* [REQUIRED ACTION]:
Show each line of the entries below in which the word "EngineConfig" appears.
#### INPUT DATA
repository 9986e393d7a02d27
use chrono::{Duration, Utc};
use parking_lot::RwLock;
use plutus_core::Timestamp;
use plutus_ports::Clock;
use std::sync::Arc;

/// Controllable clock for simulation and testing.
///
/// In real-time mode it tracks wall time from a reference point; in fixed
/// mode time stands still until [`advance`](SimulationClock::advance) or
/// [`set_time`](SimulationClock::set_time) moves it. Clones share state, so a
/// test can hold one handle while the component under test holds another.
#[derive(Debug)]
pub struct SimulationClock {
    inner: Arc<RwLock<ClockState>>,
}

#[derive(Debug)]
struct ClockState {
    /// The reference point in simulated time
    simulated_time: Timestamp,
    /// Wall time when the reference point was taken
    wall_reference: Timestamp,
    /// Whether time flows on its own
    frozen: bool,
}

impl SimulationClock {
    /// Real-time clock starting at the current wall time
    pub fn new() -> Self {
        let now = Utc::now();
        Self {
            inner: Arc::new(RwLock::new(ClockState {
                simulated_time: now,
                wall_reference: now,
                frozen: false,
            })),
        }
    }

    /// Frozen clock at the current wall time
    pub fn fixed() -> Self {
        let clock = Self::new();
        clock.inner.write().frozen = true;
        clock
    }

    /// Frozen clock at a specific instant
    pub fn at(time: Timestamp) -> Self {
        Self {
            inner: Arc::new(RwLock::new(ClockState {
                simulated_time: time,
                wall_reference: Utc::now(),
                frozen: true,
            })),
        }
    }

    /// Move simulated time forward
    pub fn advance(&self, duration: Duration) {
        let mut state = self.inner.write();
        state.simulated_time += duration;
        state.wall_reference = Utc::now();
    }

    /// Jump to an absolute instant
    pub fn set_time(&self, time: Timestamp) {
        let mut state = self.inner.write();
        state.simulated_time = time;
        state.wall_reference = Utc::now();
    }
}

impl Default for SimulationClock {
    fn default() -> Self {
        Self::new()
    }
}

impl Clone for SimulationClock {
    fn clone(&self) -> Self {
        Self {
            inner: Arc::clone(&self.inner),
        }
    }
}

impl Clock for SimulationClock {
    fn now(&self) -> Timestamp {
        let state = self.inner.read();
        if state.frozen {
            state.simulated_time
        } else {
            state.simulated_time + (Utc::now() - state.wall_reference)
        }
    }

    fn name(&self) -> &str {
        "SimulationClock"
    }
}
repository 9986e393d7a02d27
use chrono::{DateTime, Utc};
use rust_decimal::Decimal;

/// Price value - uses Decimal for precision
pub type Price = Decimal;

/// Quantity value - whole shares only in this platform
pub type Quantity = i64;

/// Timestamp in UTC
pub type Timestamp = DateTime<Utc>;

/// Symbol identifier for a tradeable instrument
pub type Symbol = String;

/// Opaque stable user identity, supplied by the auth collaborator
pub type UserId = String;
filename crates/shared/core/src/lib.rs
//! Plutus Core Domain
//!
//! Pure domain types for the plutus market-simulation platform.
//! This crate contains no async, no I/O, and is 100% unit testable.

pub mod entities;
pub mod events;
pub mod values;

// Re-export commonly used types at crate root
pub use entities::{
    ChatMessage,
    MarketTick,
    // Core trading entities
    Order,
    OrderId,
    OrderKind,
    OrderRequest,
    OrderStatus,
    Portfolio,
    // Rooms & chat
    Room,
    RoomId,
    Sentiment,
    SentimentLabel,
    Side,
    // AI-signal boundary types
    SignalKind,
    TradeSignal,
};
pub use events::{
    OrderAccepted, OrderCancelled, OrderEvent, OrderFilled, OrderRejected, PlatformEvent,
    RejectReason, RoomEvent,
};
pub use values::{Price, Quantity, Symbol, Timestamp, UserId};
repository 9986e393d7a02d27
use plutus_core::Timestamp;

/// Port for time abstraction
///
/// Lets the system run against different time sources:
/// - Real system time in production
/// - A controllable clock for deterministic tests
pub trait Clock: Send + Sync {
    /// Get the current time according to this clock
    fn now(&self) -> Timestamp;

    /// Get the clock's name/identifier for debugging
    fn name(&self) -> &str {
        "Clock"
    }
}
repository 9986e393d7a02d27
use parking_lot::{Mutex, RwLock};
use rand::rngs::StdRng;
use rand::{Rng, SeedableRng};
use rust_decimal::Decimal;
use std::collections::HashMap;
use std::sync::Arc;
use tokio::task::JoinHandle;
use tracing::{debug, info};

use plutus_bus::{EventBus, Topic};
use plutus_core::{MarketTick, PlatformEvent, Price, Symbol};
use plutus_ports::{Clock, PriceSource};

use crate::config::MarketConfig;

/// Advances a synthetic price for every tracked instrument.
///
/// The tick loop is the sole writer of the price table; readers go through
/// [`PriceSource`] and never block a tick for longer than the table update
/// itself. Every advance publishes one [`MarketTick`] per symbol on
/// `price:<symbol>`.
pub struct PriceSimulator {
    prices: RwLock<HashMap<Symbol, Price>>,
    rng: Mutex<StdRng>,
    config: MarketConfig,
    bus: Arc<EventBus<PlatformEvent>>,
    clock: Arc<dyn Clock>,
}

impl PriceSimulator {
    pub fn new(
        config: MarketConfig,
        bus: Arc<EventBus<PlatformEvent>>,
        clock: Arc<dyn Clock>,
    ) -> Self {
        Self::with_rng(config, bus, clock, StdRng::from_entropy())
    }

    /// Create with a specific seed for reproducible simulations
    pub fn with_seed(
        config: MarketConfig,
        bus: Arc<EventBus<PlatformEvent>>,
        clock: Arc<dyn Clock>,
        seed: u64,
    ) -> Self {
        Self::with_rng(config, bus, clock, StdRng::seed_from_u64(seed))
    }

    fn with_rng(
        config: MarketConfig,
        bus: Arc<EventBus<PlatformEvent>>,
        clock: Arc<dyn Clock>,
        rng: StdRng,
    ) -> Self {
        let prices = config
            .instruments
            .iter()
            .map(|seed| (seed.symbol.clone(), seed.price))
            .collect();
        Self {
            prices: RwLock::new(prices),
            rng: Mutex::new(rng),
            config,
            bus,
            clock,
        }
    }

    /// Advance every tracked symbol once and publish the resulting ticks.
    ///
    /// `new = max(floor, p + p * U(-k, k))` with `k` the configured
    /// volatility fraction; the floor keeps every published price positive.
    pub fn tick(&self) {
        let now = self.clock.now();
        let mut ticks = Vec::with_capacity(self.config.instruments.len());

        {
            let mut table = self.prices.write();
            let mut rng = self.rng.lock();
            for (symbol, price) in table.iter_mut() {
                let noise: f64 = rng.gen_range(-1.0..=1.0) * self.config.volatility;
                let multiplier =
                    Decimal::ONE + Decimal::from_f64_retain(noise).unwrap_or(Decimal::ZERO);
                let previous = *price;
                let next = (previous * multiplier).max(self.config.price_floor);
                *price = next;

                let volume = rng.gen_range(self.config.volume_range.0..self.config.volume_range.1);
                ticks.push(MarketTick::from_previous(
                    symbol.clone(),
                    next,
                    previous,
                    volume,
                    now,
                ));
            }
        }

        for tick in ticks {
            let topic = Topic::price(&tick.symbol);
            debug!(symbol = %tick.symbol, price = %tick.price, "tick");
            self.bus.publish(&topic, &PlatformEvent::Market(tick));
        }
    }

    /// Run the tick loop for the lifetime of the process
    pub async fn run(self: Arc<Self>) {
        info!(
            interval_ms = self.config.tick_interval_ms,
            instruments = self.config.instruments.len(),
            "starting price simulation"
        );
        let mut interval =
            tokio::time::interval(std::time::Duration::from_millis(self.config.tick_interval_ms));
        loop {
            interval.tick().await;
            self.tick();
        }
    }

    /// Spawn the tick loop on the runtime
    pub fn spawn(self: &Arc<Self>) -> JoinHandle<()> {
        tokio::spawn(Arc::clone(self).run())
    }
}

impl PriceSource for PriceSimulator {
    fn price(&self, symbol: &str) -> Option<Price> {
        self.prices.read().get(symbol).copied()
    }

    fn symbols(&self) -> Vec<Symbol> {
        self.prices.read().keys().cloned().collect()
    }
}
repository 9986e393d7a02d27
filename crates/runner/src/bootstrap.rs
//! Platform assembly and seed data.
//!
//! Creates the bus, clock, simulator, ledger, engine, rooms and signal
//! service as one dependency-injected bundle, seeds demo accounts and rooms,
//! and exposes spawn helpers for the two background loops (price ticks and
//! settlement polling).

use std::sync::Arc;
use tokio::task::JoinHandle;
use tracing::info;

use plutus_bus::EventBus;
use plutus_clock::SystemClock;
use plutus_core::{PlatformEvent, Price, Quantity, Symbol};
use plutus_engine::{EngineConfig, Ledger, OrderEngine};
use plutus_market::{HistoryGenerator, MarketConfig, PriceSimulator};
use plutus_ports::{Clock, PriceSource};
use plutus_rooms::RoomService;
use plutus_signal::{HttpSignalClient, SignalService};
use rust_decimal_macros::dec;

/// One pre-funded account installed at startup
#[derive(Debug, Clone)]
pub struct SeedAccount {
    pub user_id: String,
    pub cash: Price,
    /// (symbol, quantity, entry price)
    pub positions: Vec<(Symbol, Quantity, Price)>,
}

/// Everything the composition root needs to know
#[derive(Debug, Clone)]
pub struct BootstrapConfig {
    pub market: MarketConfig,
    pub engine: EngineConfig,
    /// Balance seeded on first ledger access
    pub starting_cash: Price,
    /// Accounts installed before the first order
    pub seed_accounts: Vec<SeedAccount>,
    /// Rooms available at startup, as (id, name)
    pub seed_rooms: Vec<(String, String)>,
    /// Upstream signal endpoint; local fallback only when absent
    pub signal_url: Option<String>,
}

impl Default for BootstrapConfig {
    fn default() -> Self {
        Self {
            market: MarketConfig::default(),
            engine: EngineConfig::default(),
            starting_cash: dec!(100000),
            seed_accounts: vec![SeedAccount {
                user_id: "demo-user".to_string(),
                cash: dec!(100000),
                positions: vec![
                    ("AAPL".to_string(), 10, dec!(150.25)),
                    ("MSFT".to_string(), 5, dec!(330.45)),
                ],
            }],
            seed_rooms: vec![("room-1".to_string(), "General Trading".to_string())],
            signal_url: None,
        }
    }
}

/// The assembled platform, ready to serve callers and spawn its loops
pub struct Platform {
    pub clock: Arc<dyn Clock>,
    pub bus: Arc<EventBus<PlatformEvent>>,
    pub simulator: Arc<PriceSimulator>,
    pub history: Arc<HistoryGenerator>,
    pub ledger: Arc<Ledger>,
    pub engine: Arc<OrderEngine>,
    pub rooms: Arc<RoomService>,
    pub signals: Arc<SignalService>,
}

impl Platform {
    /// Assemble with the default configuration and the system clock
    pub fn new() -> Self {
        Self::build(BootstrapConfig::default(), Arc::new(SystemClock::new()))
    }

    /// Assemble from explicit configuration and clock (tests inject a
    /// controllable clock here)
    pub fn build(config: BootstrapConfig, clock: Arc<dyn Clock>) -> Self {
        let bus = Arc::new(EventBus::new());

        let simulator = Arc::new(PriceSimulator::new(
            config.market.clone(),
            Arc::clone(&bus),
            Arc::clone(&clock),
        ));
        let prices: Arc<dyn PriceSource> = Arc::clone(&simulator) as Arc<dyn PriceSource>;

        let history = Arc::new(HistoryGenerator::new(
            Arc::clone(&prices),
            Arc::clone(&clock),
        ));

        let ledger = Arc::new(Ledger::new(config.starting_cash, Arc::clone(&clock)));
        for account in &config.seed_accounts {
            ledger.seed(&account.user_id, account.cash, &account.positions);
        }

        let engine = Arc::new(OrderEngine::new(
            config.engine.clone(),
            Arc::clone(&ledger),
            Arc::clone(&prices),
            Arc::clone(&bus),
            Arc::clone(&clock),
        ));

        let rooms = Arc::new(RoomService::new(Arc::clone(&bus), Arc::clone(&clock)));
        for (id, name) in &config.seed_rooms {
            if let Err(err) = rooms.create_room_with_id(id, name) {
                info!(room_id = id, error = %err, "seed room skipped");
            }
        }

        let signals = Arc::new(match &config.signal_url {
            Some(url) => {
                SignalService::new(HttpSignalClient::new(url.clone()), Arc::clone(&clock))
            }
            None => SignalService::local_only(Arc::clone(&clock)),
        });

        info!(
            instruments = config.market.instruments.len(),
            rooms = config.seed_rooms.len(),
            accounts = config.seed_accounts.len(),
            "platform assembled"
        );

        Self {
            clock,
            bus,
            simulator,
            history,
            ledger,
            engine,
            rooms,
            signals,
        }
    }

    /// Spawn the tick loop and the settlement poller
    pub fn spawn_background(&self) -> Vec<JoinHandle<()>> {
        vec![self.simulator.spawn(), self.engine.spawn()]
    }
}

impl Default for Platform {
    fn default() -> Self {
        Self::new()
    }
}
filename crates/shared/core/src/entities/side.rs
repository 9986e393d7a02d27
use serde::{Deserialize, Serialize};

/// Order side (Buy or Sell)
#[derive(Debug, Clone, Copy, PartialEq, Eq, Hash, Serialize, Deserialize)]
#[serde(rename_all = "lowercase")]
pub enum Side {
    Buy,
    Sell,
}

impl Side {
    /// Returns the opposite side
    pub fn opposite(&self) -> Self {
        match self {
            Side::Buy => Side::Sell,
            Side::Sell => Side::Buy,
        }
    }

    pub fn as_str(&self) -> &'static str {
        match self {
            Side::Buy => "buy",
            Side::Sell => "sell",
        }
    }
}
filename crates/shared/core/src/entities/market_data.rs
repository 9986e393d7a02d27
use serde::{Deserialize, Serialize};

use crate::values::{Price, Symbol, Timestamp};

/// One observation of a simulated instrument price.
///
/// Ticks are immutable once emitted: every advance of the simulation produces
/// a new value, past observations are never edited. The same shape is used
/// for live ticks and for points of a historical series.
#[derive(Debug, Clone, PartialEq, Serialize, Deserialize)]
pub struct MarketTick {
    pub symbol: Symbol,
    pub price: Price,
    pub timestamp: Timestamp,
    pub volume: u64,
    /// Absolute move relative to the previous observation
    pub change: Price,
    /// Relative move in percent relative to the previous observation
    pub change_percent: Price,
}

impl MarketTick {
    /// Build a tick from the previous price, deriving both delta fields
    pub fn from_previous(
        symbol: impl Into<Symbol>,
        price: Price,
        previous: Price,
        volume: u64,
        timestamp: Timestamp,
    ) -> Self {
        let change = price - previous;
        let change_percent = if previous.is_zero() {
            Price::ZERO
        } else {
            change / previous * Price::from(100)
        };
        Self {
            symbol: symbol.into(),
            price,
            timestamp,
            volume,
            change,
            change_percent,
        }
    }
}
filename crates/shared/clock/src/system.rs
use chrono::Utc;
use plutus_core::Timestamp;
use plutus_ports::Clock;

/// Wall-clock time source for production use
#[derive(Debug, Clone, Copy, Default)]
pub struct SystemClock;

impl SystemClock {
    pub fn new() -> Self {
        Self
    }
}

impl Clock for SystemClock {
    fn now(&self) -> Timestamp {
        Utc::now()
    }

    fn name(&self) -> &str {
        "SystemClock"
    }
}
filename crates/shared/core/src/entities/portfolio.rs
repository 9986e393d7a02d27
use serde::{Deserialize, Serialize};
use std::collections::HashMap;

use crate::values::{Price, Quantity, Symbol, Timestamp, UserId};

/// Valuation snapshot of one user's holdings.
///
/// Produced by the ledger: `cash` and `positions` mirror the stored account,
/// `total_value` and `unrealized_pnl` are derived against a price lookup at
/// snapshot time. The positions map never carries zero or negative entries.
#[derive(Debug, Clone, Serialize, Deserialize)]
pub struct Portfolio {
    pub user_id: UserId,
    pub cash: Price,
    pub positions: HashMap<Symbol, Quantity>,
    pub total_value: Price,
    pub unrealized_pnl: Price,
    pub timestamp: Timestamp,
}

impl Portfolio {
    /// Quantity held for a symbol (zero when absent)
    pub fn quantity(&self, symbol: &str) -> Quantity {
        self.positions.get(symbol).copied().unwrap_or(0)
    }
}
########
* [ANSWER BOX]:
use plutus_engine::{EngineConfig, Ledger, OrderEngine};
    pub engine: EngineConfig,
            engine: EngineConfig::default(),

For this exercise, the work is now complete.